Over a short period of time Vladimir Slepak (CCE 50.8-3), exiled to the Chita Region, was on two occasions in hospital in a serious condition.

However, Yu. K. Karagezyan, a department head at the MVD Main Administration, claimed in a letter to Slepak’s wife that … ‘he has not been complaining, or sending statements to the local authorities; he is in good health.’

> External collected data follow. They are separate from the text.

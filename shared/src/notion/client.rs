//! HTTPS client for the Notion REST API.

use async_trait::async_trait;
use reqwest::{Client, RequestBuilder};
use serde::de::DeserializeOwned;
use serde::Deserialize;
use serde_json::{json, Value};
use tracing::warn;

use super::{DatabaseQuery, NotionApi, Page, PropertyMap, QueryPage};
use crate::{Config, Error, Result};

/// Error object Notion returns on non-2xx responses.
#[derive(Debug, Deserialize)]
struct UpstreamErrorBody {
    #[serde(default)]
    code: Option<String>,
    #[serde(default)]
    message: Option<String>,
}

/// Notion API client authenticated with an integration token.
pub struct NotionClient {
    http_client: Client,
    base_url: String,
    token: String,
    version: String,
}

impl NotionClient {
    pub fn new(
        http_client: Client,
        base_url: impl Into<String>,
        token: impl Into<String>,
        version: impl Into<String>,
    ) -> Self {
        Self {
            http_client,
            base_url: base_url.into().trim_end_matches('/').to_string(),
            token: token.into(),
            version: version.into(),
        }
    }

    /// Build a client from configuration.
    ///
    /// A missing token yields a client with an empty credential; callers
    /// check [`Config::require`] before issuing requests.
    pub fn from_config(config: &Config) -> Self {
        Self::new(
            Client::new(),
            &config.notion_api_base,
            config.notion_token.clone().unwrap_or_default(),
            &config.notion_version,
        )
    }

    fn url(&self, collection: &str, id: &str, suffix: Option<&str>) -> String {
        let mut url = format!("{}/{}/{}", self.base_url, collection, urlencoding::encode(id));
        if let Some(suffix) = suffix {
            url.push('/');
            url.push_str(suffix);
        }
        url
    }

    async fn send<T: DeserializeOwned>(&self, request: RequestBuilder) -> Result<T> {
        let response = request
            .bearer_auth(&self.token)
            .header("Notion-Version", &self.version)
            .send()
            .await?;

        let status = response.status();
        if !status.is_success() {
            let text = response.text().await.unwrap_or_default();
            let err = upstream_error(status.as_u16(), &text);
            warn!(status = status.as_u16(), error = %err, "Notion request failed");
            return Err(err);
        }

        Ok(response.json::<T>().await?)
    }
}

/// Translate a failed Notion response into an [`Error::Upstream`].
fn upstream_error(status: u16, body: &str) -> Error {
    let parsed: Option<UpstreamErrorBody> = serde_json::from_str(body).ok();
    let (code, message) = match parsed {
        Some(body) => (body.code, body.message),
        None => (None, None),
    };

    Error::Upstream {
        status,
        code: code.unwrap_or_else(|| "http_error".to_string()),
        message: message.unwrap_or_else(|| {
            if body.is_empty() {
                format!("HTTP {}", status)
            } else {
                body.to_string()
            }
        }),
    }
}

#[async_trait]
impl NotionApi for NotionClient {
    async fn query_database(&self, database_id: &str, query: &DatabaseQuery) -> Result<QueryPage> {
        let url = self.url("databases", database_id, Some("query"));
        self.send(self.http_client.post(url).json(query)).await
    }

    async fn retrieve_database(&self, database_id: &str) -> Result<Value> {
        let url = self.url("databases", database_id, None);
        self.send(self.http_client.get(url)).await
    }

    async fn create_page(&self, database_id: &str, properties: PropertyMap) -> Result<Page> {
        let body = json!({
            "parent": { "database_id": database_id },
            "properties": properties,
        });
        let url = format!("{}/pages", self.base_url);
        self.send(self.http_client.post(url).json(&body)).await
    }

    async fn update_page(&self, page_id: &str, properties: PropertyMap) -> Result<Page> {
        let url = self.url("pages", page_id, None);
        let body = json!({ "properties": properties });
        self.send(self.http_client.patch(url).json(&body)).await
    }

    async fn archive_page(&self, page_id: &str) -> Result<Page> {
        let url = self.url("pages", page_id, None);
        let body = json!({ "archived": true });
        self.send(self.http_client.patch(url).json(&body)).await
    }
}

#[cfg(test)]
mod tests {
    use super::*;

    fn client() -> NotionClient {
        NotionClient::new(Client::new(), "https://api.notion.com/v1/", "ntn_test", "2022-06-28")
    }

    #[test]
    fn test_urls() {
        let client = client();
        assert_eq!(
            client.url("databases", "abc123", Some("query")),
            "https://api.notion.com/v1/databases/abc123/query"
        );
        assert_eq!(
            client.url("pages", "a/b", None),
            "https://api.notion.com/v1/pages/a%2Fb"
        );
    }

    #[test]
    fn test_upstream_error_from_notion_body() {
        let body = r#"{"object":"error","status":400,"code":"validation_error","message":"Due is expected to be date."}"#;
        match upstream_error(400, body) {
            Error::Upstream { status, code, message } => {
                assert_eq!(status, 400);
                assert_eq!(code, "validation_error");
                assert_eq!(message, "Due is expected to be date.");
            }
            other => panic!("unexpected error: {other:?}"),
        }
    }

    #[test]
    fn test_upstream_error_from_opaque_body() {
        match upstream_error(502, "Bad Gateway") {
            Error::Upstream { code, message, .. } => {
                assert_eq!(code, "http_error");
                assert_eq!(message, "Bad Gateway");
            }
            other => panic!("unexpected error: {other:?}"),
        }
    }

    #[test]
    fn test_from_config_uses_configured_base() {
        let config = Config {
            notion_token: Some("ntn_x".into()),
            notion_api_base: "http://localhost:9999/v1".into(),
            notion_version: "2022-06-28".into(),
            ..Config::default()
        };
        let client = NotionClient::from_config(&config);
        assert_eq!(
            client.url("pages", "p1", None),
            "http://localhost:9999/v1/pages/p1"
        );
    }
}
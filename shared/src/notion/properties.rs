//! Reading and writing Notion property bags.

use serde_json::{json, Map, Value};

/// Properties object sent to the pages endpoints.
pub type PropertyMap = Map<String, Value>;

/// Notion rejects rich text segments longer than this many characters.
pub const RICH_TEXT_SEGMENT_LIMIT: usize = 2000;

/// Typed read access to a page's properties.
///
/// Every accessor returns `None` (or an empty collection) when the property
/// is absent or has an unexpected shape; callers pick the default.
#[derive(Debug, Clone, Copy)]
pub struct PropertyReader<'a> {
    props: &'a Map<String, Value>,
}

impl<'a> PropertyReader<'a> {
    pub fn new(props: &'a Map<String, Value>) -> Self {
        Self { props }
    }

    fn get(&self, name: &str) -> Option<&'a Value> {
        self.props.get(name).filter(|v| !v.is_null())
    }

    /// Title text, `None` when absent or empty.
    pub fn title(&self, name: &str) -> Option<String> {
        self.get(name)
            .and_then(|p| p.get("title"))
            .map(segments_text)
            .filter(|s| !s.is_empty())
    }

    /// Rich text, `None` when absent or empty.
    pub fn rich_text(&self, name: &str) -> Option<String> {
        self.get(name)
            .and_then(|p| p.get("rich_text"))
            .map(segments_text)
            .filter(|s| !s.is_empty())
    }

    /// Number, formula result or rollup result.
    pub fn number(&self, name: &str) -> Option<f64> {
        let prop = self.get(name)?;
        prop.get("number")
            .and_then(Value::as_f64)
            .or_else(|| prop.pointer("/formula/number").and_then(Value::as_f64))
            .or_else(|| prop.pointer("/rollup/number").and_then(Value::as_f64))
    }

    pub fn select(&self, name: &str) -> Option<String> {
        self.get(name)
            .and_then(|p| p.pointer("/select/name"))
            .and_then(Value::as_str)
            .map(String::from)
    }

    /// Status option name. Select-typed status columns are accepted too.
    pub fn status(&self, name: &str) -> Option<String> {
        self.get(name)
            .and_then(|p| p.pointer("/status/name"))
            .and_then(Value::as_str)
            .map(String::from)
            .or_else(|| self.select(name))
    }

    pub fn multi_select(&self, name: &str) -> Vec<String> {
        self.get(name)
            .and_then(|p| p.get("multi_select"))
            .and_then(Value::as_array)
            .map(|options| {
                options
                    .iter()
                    .filter_map(|o| o.get("name").and_then(Value::as_str))
                    .map(String::from)
                    .collect()
            })
            .unwrap_or_default()
    }

    /// Start of a date property.
    pub fn date(&self, name: &str) -> Option<String> {
        self.get(name)
            .and_then(|p| p.pointer("/date/start"))
            .and_then(Value::as_str)
            .map(String::from)
    }

    pub fn checkbox(&self, name: &str) -> Option<bool> {
        self.get(name)
            .and_then(|p| p.get("checkbox"))
            .and_then(Value::as_bool)
    }

    pub fn relation_ids(&self, name: &str) -> Vec<String> {
        self.get(name)
            .and_then(|p| p.get("relation"))
            .and_then(Value::as_array)
            .map(|items| {
                items
                    .iter()
                    .filter_map(|r| r.get("id").and_then(Value::as_str))
                    .map(String::from)
                    .collect()
            })
            .unwrap_or_default()
    }

    /// First related page id.
    pub fn first_relation(&self, name: &str) -> Option<String> {
        self.relation_ids(name).into_iter().next()
    }
}

/// Concatenate a rich text array. Pages read back from Notion carry
/// `plain_text`; property bags we built ourselves only carry `text.content`.
fn segments_text(segments: &Value) -> String {
    segments
        .as_array()
        .map(|items| {
            items
                .iter()
                .filter_map(|s| {
                    s.get("plain_text")
                        .and_then(Value::as_str)
                        .or_else(|| s.pointer("/text/content").and_then(Value::as_str))
                })
                .collect()
        })
        .unwrap_or_default()
}

fn text_segments(text: &str) -> Value {
    let chars: Vec<char> = text.chars().collect();
    let segments: Vec<Value> = chars
        .chunks(RICH_TEXT_SEGMENT_LIMIT)
        .map(|chunk| json!({ "text": { "content": chunk.iter().collect::<String>() } }))
        .collect();
    Value::Array(segments)
}

/// Builder for the `properties` object of a create or update call.
#[derive(Debug, Clone, Default)]
pub struct PropertyWriter {
    props: PropertyMap,
}

impl PropertyWriter {
    pub fn new() -> Self {
        Self::default()
    }

    fn set(&mut self, name: &str, value: Value) -> &mut Self {
        self.props.insert(name.to_string(), value);
        self
    }

    pub fn title(&mut self, name: &str, text: &str) -> &mut Self {
        self.set(name, json!({ "title": text_segments(text) }))
    }

    /// Rich text, split into segments Notion accepts. Empty text clears the property.
    pub fn rich_text(&mut self, name: &str, text: &str) -> &mut Self {
        self.set(name, json!({ "rich_text": text_segments(text) }))
    }

    pub fn number(&mut self, name: &str, value: Option<f64>) -> &mut Self {
        self.set(name, json!({ "number": value }))
    }

    pub fn select(&mut self, name: &str, option: Option<&str>) -> &mut Self {
        let value = match option {
            Some(option) => json!({ "name": option }),
            None => Value::Null,
        };
        self.set(name, json!({ "select": value }))
    }

    pub fn status(&mut self, name: &str, option: &str) -> &mut Self {
        self.set(name, json!({ "status": { "name": option } }))
    }

    pub fn multi_select(&mut self, name: &str, options: &[String]) -> &mut Self {
        let options: Vec<Value> = options.iter().map(|o| json!({ "name": o })).collect();
        self.set(name, json!({ "multi_select": options }))
    }

    /// Date start (`YYYY-MM-DD` or ISO 8601). `None` clears the property.
    pub fn date(&mut self, name: &str, start: Option<&str>) -> &mut Self {
        let value = match start {
            Some(start) => json!({ "start": start }),
            None => Value::Null,
        };
        self.set(name, json!({ "date": value }))
    }

    pub fn checkbox(&mut self, name: &str, checked: bool) -> &mut Self {
        self.set(name, json!({ "checkbox": checked }))
    }

    pub fn relation(&mut self, name: &str, page_ids: &[&str]) -> &mut Self {
        let ids: Vec<Value> = page_ids.iter().map(|id| json!({ "id": id })).collect();
        self.set(name, json!({ "relation": ids }))
    }

    pub fn is_empty(&self) -> bool {
        self.props.is_empty()
    }

    pub fn build(self) -> PropertyMap {
        self.props
    }
}

#[cfg(test)]
mod tests {
    use super::*;

    fn notion_page_properties() -> Map<String, Value> {
        json!({
            "Name": { "type": "title", "title": [
                { "plain_text": "Strat ", "text": { "content": "Strat " } },
                { "plain_text": "refret", "text": { "content": "refret" } }
            ]},
            "Make": { "type": "rich_text", "rich_text": [] },
            "Progress": { "type": "formula", "formula": { "type": "number", "number": 42.5 } },
            "Milestone Count": { "type": "rollup", "rollup": { "type": "number", "number": 4 } },
            "Status": { "type": "status", "status": { "name": "Waiting" } },
            "Kind": { "type": "select", "select": null },
            "Due": { "type": "date", "date": { "start": "2024-05-01", "end": null } },
            "Project": { "type": "relation", "relation": [{ "id": "p-1" }, { "id": "p-2" }] },
            "Urgent": { "type": "checkbox", "checkbox": true },
            "Actions Performed": { "type": "multi_select", "multi_select": [
                { "name": "Setup" }, { "name": "Fret Level" }
            ]}
        })
        .as_object()
        .cloned()
        .unwrap()
    }

    #[test]
    fn test_reads_notion_shapes() {
        let props = notion_page_properties();
        let reader = PropertyReader::new(&props);

        assert_eq!(reader.title("Name").as_deref(), Some("Strat refret"));
        assert_eq!(reader.rich_text("Make"), None);
        assert_eq!(reader.number("Progress"), Some(42.5));
        assert_eq!(reader.number("Milestone Count"), Some(4.0));
        assert_eq!(reader.status("Status").as_deref(), Some("Waiting"));
        assert_eq!(reader.select("Kind"), None);
        assert_eq!(reader.date("Due").as_deref(), Some("2024-05-01"));
        assert_eq!(reader.first_relation("Project").as_deref(), Some("p-1"));
        assert_eq!(reader.checkbox("Urgent"), Some(true));
        assert_eq!(reader.multi_select("Actions Performed"), vec!["Setup", "Fret Level"]);
        assert_eq!(reader.number("Missing"), None);
        assert!(reader.relation_ids("Missing").is_empty());
    }

    #[test]
    fn test_written_properties_read_back() {
        let mut writer = PropertyWriter::new();
        writer
            .title("Name", "Tele setup")
            .number("Total", Some(120.0))
            .select("Complexity", Some("3-Moderate"))
            .checkbox("Urgent", false)
            .relation("Project", &["p-9"]);
        let props = writer.build();
        let reader = PropertyReader::new(&props);

        assert_eq!(reader.title("Name").as_deref(), Some("Tele setup"));
        assert_eq!(reader.number("Total"), Some(120.0));
        assert_eq!(reader.select("Complexity").as_deref(), Some("3-Moderate"));
        assert_eq!(reader.checkbox("Urgent"), Some(false));
        assert_eq!(reader.first_relation("Project").as_deref(), Some("p-9"));
    }

    #[test]
    fn test_long_rich_text_is_segmented() {
        let text = "x".repeat(RICH_TEXT_SEGMENT_LIMIT * 2 + 10);
        let mut writer = PropertyWriter::new();
        writer.rich_text("Data", &text);
        let props = writer.build();

        let segments = props["Data"]["rich_text"].as_array().unwrap();
        assert_eq!(segments.len(), 3);
        assert_eq!(PropertyReader::new(&props).rich_text("Data"), Some(text));
    }

    #[test]
    fn test_clearing_writes_null_payloads() {
        let mut writer = PropertyWriter::new();
        writer
            .number("Tip", None)
            .select("Instrument Type", None)
            .date("Due", None)
            .rich_text("Notes", "");
        let props = writer.build();

        assert_eq!(props["Tip"], json!({ "number": null }));
        assert_eq!(props["Instrument Type"], json!({ "select": null }));
        assert_eq!(props["Due"], json!({ "date": null }));
        assert_eq!(props["Notes"], json!({ "rich_text": [] }));
    }
}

M. Slepak appealed to Brezhnev for permission for herself and her husband to emigrate to Israel, where the rest of their family live.

*

[3]

Oles Serhiyenko [Russ. Sergienko] (CCE 52.5-2) spent a long time trying to obtain permission for his mother Oksana Meshko and his wife Zvenislava Vivchar to visit him (his place of exile is in a border zone). They did not come until the end of June.

*

[4]

ALEXANDER PODRABINEK

Alexander Podrabinek (CCE 50.7) was sent to serve his exile term in the settlement of Chuna in Irkutsk Region, where he arrived on 4 January 1979 (his term of exile would therefore end in December 1981).

However, on 18 March he was unexpectedly transferred to a new place of exile — in the settlement of Ust-Mera in the Oimyakon district of the Yakut ASSR. He was taken under guard when 80 km away from home — he had not previously been informed that his place of exile had been changed. On 4 May Podrabinek received an official note signed by Lieutenant-Colonel A. D. Vladimirov, an official of Irkutsk UVD. The note stated that a mistake had occurred, as a result of which Podrabinek had gone to Chuna.

‘When the mistake was discovered, you were escorted to the Yakut ASSR. Your personal belongings and labour book were sent to you at your exile address on 25 April 1979.’

On 18 May, Podrabinek wrote a statement in which he demanded:

  • information as to the resolution of the Irkutsk Regional UVD determining the change in my place of exile;
  • the issuing of a resolution about my detention between 18 and 22 March 1979, or a resolution calculating my exile sentence from 23 March;
  • in return for the relevant receipts — compensation for V. Sirotinin, V. Khvostenko and me for the cost of transferring my effects from Chuna to Ust-Nera;
  • the punishment of those responsible for omitting to inform me of what measures were taken to safeguard my possessions and my home;
  • an apology for the ‘technical mistake’ committed by the Irkutsk UVD;
  • a reply to my statement in the legally appointed time.

The reply was dated 30 May:

‘Re: your statement of 18 May 1979: the UVD of the Irkutsk Regional EC has nothing further to add to our answer to your letter of 4 May.’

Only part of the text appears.